The
Year in Silly Movie Titles
ZOMBIE
STRIPPERS AWARD FOR FILM TITLE PROBABLY BETTER IN YOUR IMAGINATION THAN IN
PRACTICE:
1. Abraham
Lincoln: Vampire Hunter
2. Flying
Swords of Dragon Gate
3. Space
Dogs 3D
4. Fat Kid
Rules the World
5. Fullmetal
Alchemist
It’s worth
pausing here to note what a wasted opportunity Abraham Lincoln: Vampire Hunter was
in stumbling down the Cowboys
vs. Aliens path to mediocrity. First you throw out a movie title crafted specifically
to lodge itself in every man’s pre-teen id by combining two dissilimar cool
things (Ninja Pirates). Then, to assure everyone that this isn’t straight-to-video camp, you
come up with an over-serious plot, joylessly trudging a faceless hero
from station to station of the hero-with-a-thousand-faces. If Hollywood is
unwilling to sink 100 million into something over-the-top and creative, (Crank: Insanely High Voltage!) at least give something called “Abraham Lincoln: Vampire Hunter”

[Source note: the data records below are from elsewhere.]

//! Running external command-line backends (yt-dlp, ffmpeg).

use std::path::Path;
use std::process::{ExitStatus, Stdio};

use tokio::process::Command;

/// Captured result of a finished backend process.
#[derive(Debug)]
pub(crate) struct ToolOutput {
    pub status: ExitStatus,
    pub stdout: String,
    pub stderr: String,
}

impl ToolOutput {
    /// Last non-empty stderr lines, for error messages.
    pub fn stderr_tail(&self, lines: usize) -> Option<String> {
        let tail: Vec<&str> = self
            .stderr
            .lines()
            .filter(|l| !l.trim().is_empty())
            .collect();
        if tail.is_empty() {
            return None;
        }
        let start = tail.len().saturating_sub(lines);
        Some(tail[start..].join("\n"))
    }
}

/// Runs `program` with `args` to completion.
///
/// The child is killed if the returned future is dropped, so a caller-side
/// timeout never leaves the backend running.
pub(crate) async fn run_tool(program: &Path, args: &[String]) -> std::io::Result<ToolOutput> {
    tracing::debug!(program = %program.display(), ?args, "Running backend");

    let output = Command::new(program)
        .args(args)
        .stdin(Stdio::null())
        .stdout(Stdio::piped())
        .stderr(Stdio::piped())
        .kill_on_drop(true)
        .output()
        .await?;

    Ok(ToolOutput {
        status: output.status,
        stdout: String::from_utf8_lossy(&output.stdout).to_string(),
        stderr: String::from_utf8_lossy(&output.stderr).to_string(),
    })
}

/// Checks that `program` can be executed by running it with `version_arg`.
pub(crate) async fn probe_tool(program: &Path, version_arg: &str) -> std::io::Result<()> {
    let status = Command::new(program)
        .arg(version_arg)
        .stdin(Stdio::null())
        .stdout(Stdio::null())
        .stderr(Stdio::null())
        .kill_on_drop(true)
        .status()
        .await?;

    if status.success() {
        Ok(())
    } else {
        Err(std::io::Error::other(format!(
            "{} {} exited with {:?}",
            program.display(),
            version_arg,
            status.code()
        )))
    }
}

to Michael Bay, who has the balls to treat this kind of material with the
sensitivity and subtlety it deserves.
SPECIAL
ACHIEVEMENT AWARD FOR FORGETTING TO REPLACE THE WORKING TITLE:
Man on a
Ledge
LEAST
INTERESTING-SOUNDING FILM OF THE YEAR:
1. The Perks
of Being a Wallflower
2. Planet of
Snail
3. Watching
TV with the Red Chinese
MOST
POMPOUS TITLE:
Art Is…The
Permanent Revolution
Best Inadvertent
Porn Titles
1. Here
Comes the Boom
2. Rock of
Ages
3.
Frankenweenie
4. The Dark
Knight Rises
5. Big
Miracle
6. Hit and
Run
7. Magic
Mike*
7. Premium
Rush
8. Trouble
with the Curve
9. One For
the Money
10. The
Master
*Disqualified
because, my female friends inform me, this is pornography. Apparently if you
make soft core pornography for women, you can put it in real movie theaters? Is
that in the FCC rule book? As the Supreme Court justice famously commented, “I
can’t define pornography, but I know it when I see it.” I doubt he or any other
straight male saw this film, and thus it got wide release.